**WORK INSTRUCTIONS**
From the entries below, report how many lines contain the string "PartialEq". Only the number is wanted.

Records excerpted from a collection:
- - -
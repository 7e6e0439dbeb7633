use ndarray::Array2;
use serde::{Deserialize, Serialize};

use crate::*;

/// Immutable minesweeper board: mine markers plus the adjacency count of every other cell.
#[derive(Clone, Debug, PartialEq, Serialize, Deserialize)]
pub struct Board {
    cells: Array2<Cell>,
    mine_count: CellCount,
}

impl Board {
    /// Builds a board for `config`, asking `placer` where the mines go.
    pub fn build(config: GameConfig, mut placer: impl MinePlacer) -> Result<Self> {
        let mines = placer.place(&config)?;
        let mut cells: Array2<Cell> = Array2::default(config.size.to_nd_index());

        for &coords in &mines {
            cells[coords.to_nd_index()] = Cell::Mine;
            for pos in cells.iter_neighbors(coords) {
                if let Cell::Count(count) = &mut cells[pos.to_nd_index()] {
                    *count += 1;
                }
            }
        }

        log::debug!(
            "Built {}x{} board with {} mines",
            config.rows(),
            config.cols(),
            config.mines
        );
        Ok(Self {
            cells,
            mine_count: config.mines,
        })
    }

    /// Builds a board with mines at exactly `mine_coords`.
    pub fn from_mine_coords(size: Coord2, mine_coords: &[Coord2]) -> Result<Self> {
        let mines = u32::try_from(mine_coords.len()).unwrap_or(u32::MAX);
        let config = GameConfig::new(size.0.into(), size.1.into(), mines)?;
        Self::build(config, FixedMinePlacer::new(mine_coords))
    }

    pub fn game_config(&self) -> GameConfig {
        GameConfig::new_unchecked(self.size(), self.mine_count)
    }

    pub fn size(&self) -> Coord2 {
        let (rows, cols) = self.cells.dim();
        // dimensions come from a `Coord2` in `build`
        (rows as Coord, cols as Coord)
    }

    pub fn rows(&self) -> Coord {
        self.size().0
    }

    pub fn cols(&self) -> Coord {
        self.size().1
    }

    pub fn mine_count(&self) -> CellCount {
        self.mine_count
    }

    pub fn total_cells(&self) -> CellCount {
        let (rows, cols) = self.size();
        mult(rows, cols)
    }

    pub fn safe_cell_count(&self) -> CellCount {
        self.total_cells() - self.mine_count
    }

    pub fn validate_coords(&self, coords: Coord2) -> Result<Coord2> {
        let (rows, cols) = self.size();
        if coords.0 < rows && coords.1 < cols {
            Ok(coords)
        } else {
            Err(self.out_of_bounds((coords.0.into(), coords.1.into())))
        }
    }

    /// Bounds check for raw player input, which may be negative or larger than any board.
    pub fn checked_coords(&self, raw: (i64, i64)) -> Result<Coord2> {
        checked_coords(raw, self.size()).ok_or_else(|| self.out_of_bounds(raw))
    }

    fn out_of_bounds(&self, (row, col): (i64, i64)) -> GameError {
        let (rows, cols) = self.size();
        GameError::OutOfBounds {
            row,
            col,
            rows,
            cols,
        }
    }

    pub fn cell_at(&self, coords: Coord2) -> Cell {
        self[coords]
    }

    pub fn contains_mine(&self, coords: Coord2) -> bool {
        self[coords].is_mine()
    }

    pub fn iter_neighbors(&self, coords: Coord2) -> NeighborIter {
        self.cells.iter_neighbors(coords)
    }

    /// All cells in row-major order.
    pub fn enumerate(&self) -> impl Iterator<Item = (Coord2, Cell)> + '_ {
        self.cells
            .indexed_iter()
            .map(|((row, col), &cell)| ((row as Coord, col as Coord), cell))
    }

    pub fn as_array(&self) -> &Array2<Cell> {
        &self.cells
    }

    /// How the cell at `coords` looks to the player given `mask`.
    pub fn view(&self, mask: &RevealedMask, coords: Coord2) -> CellView {
        if !mask.is_revealed(coords) {
            return CellView::Hidden;
        }
        match self[coords] {
            Cell::Mine => CellView::Mine,
            Cell::Count(0) => CellView::Empty,
            Cell::Count(count) => CellView::Count(count),
        }
    }
}

impl core::ops::Index<Coord2> for Board {
    type Output = Cell;

    fn index(&self, coords: Coord2) -> &Self::Output {
        &self.cells[coords.to_nd_index()]
    }
}

/// Which cells the player has uncovered. Cells only ever go from hidden to revealed.
#[derive(Clone, Debug, PartialEq, Eq, Serialize, Deserialize)]
pub struct RevealedMask {
    revealed: Array2<bool>,
    revealed_count: CellCount,
}

impl RevealedMask {
    /// Mask for a fresh game, nothing revealed.
    pub fn new(size: Coord2) -> Self {
        Self {
            revealed: Array2::default(size.to_nd_index()),
            revealed_count: 0,
        }
    }

    /// Mask with every cell revealed, used to show the whole board.
    pub fn full(size: Coord2) -> Self {
        Self {
            revealed: Array2::from_elem(size.to_nd_index(), true),
            revealed_count: mult(size.0, size.1),
        }
    }

    pub fn size(&self) -> Coord2 {
        let (rows, cols) = self.revealed.dim();
        (rows as Coord, cols as Coord)
    }

    pub fn is_revealed(&self, coords: Coord2) -> bool {
        self.revealed[coords.to_nd_index()]
    }

    pub fn revealed_count(&self) -> CellCount {
        self.revealed_count
    }

    pub fn as_array(&self) -> &Array2<bool> {
        &self.revealed
    }

    /// Returns `true` if the cell was hidden before.
    pub(crate) fn mark(&mut self, coords: Coord2) -> bool {
        let cell = &mut self.revealed[coords.to_nd_index()];
        if *cell {
            false
        } else {
            *cell = true;
            self.revealed_count += 1;
            true
        }
    }
}

/// Builds a `rows` x `cols` board with `mines` randomly placed mines drawn from `rng`.
pub fn build_board<R: rand::Rng>(rows: u32, cols: u32, mines: u32, rng: R) -> Result<Board> {
    let config = GameConfig::new(rows, cols, mines)?;
    Board::build(config, RandomMinePlacer::new(rng))
}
- - -
**SOLUTION FOR THIS TASK**
2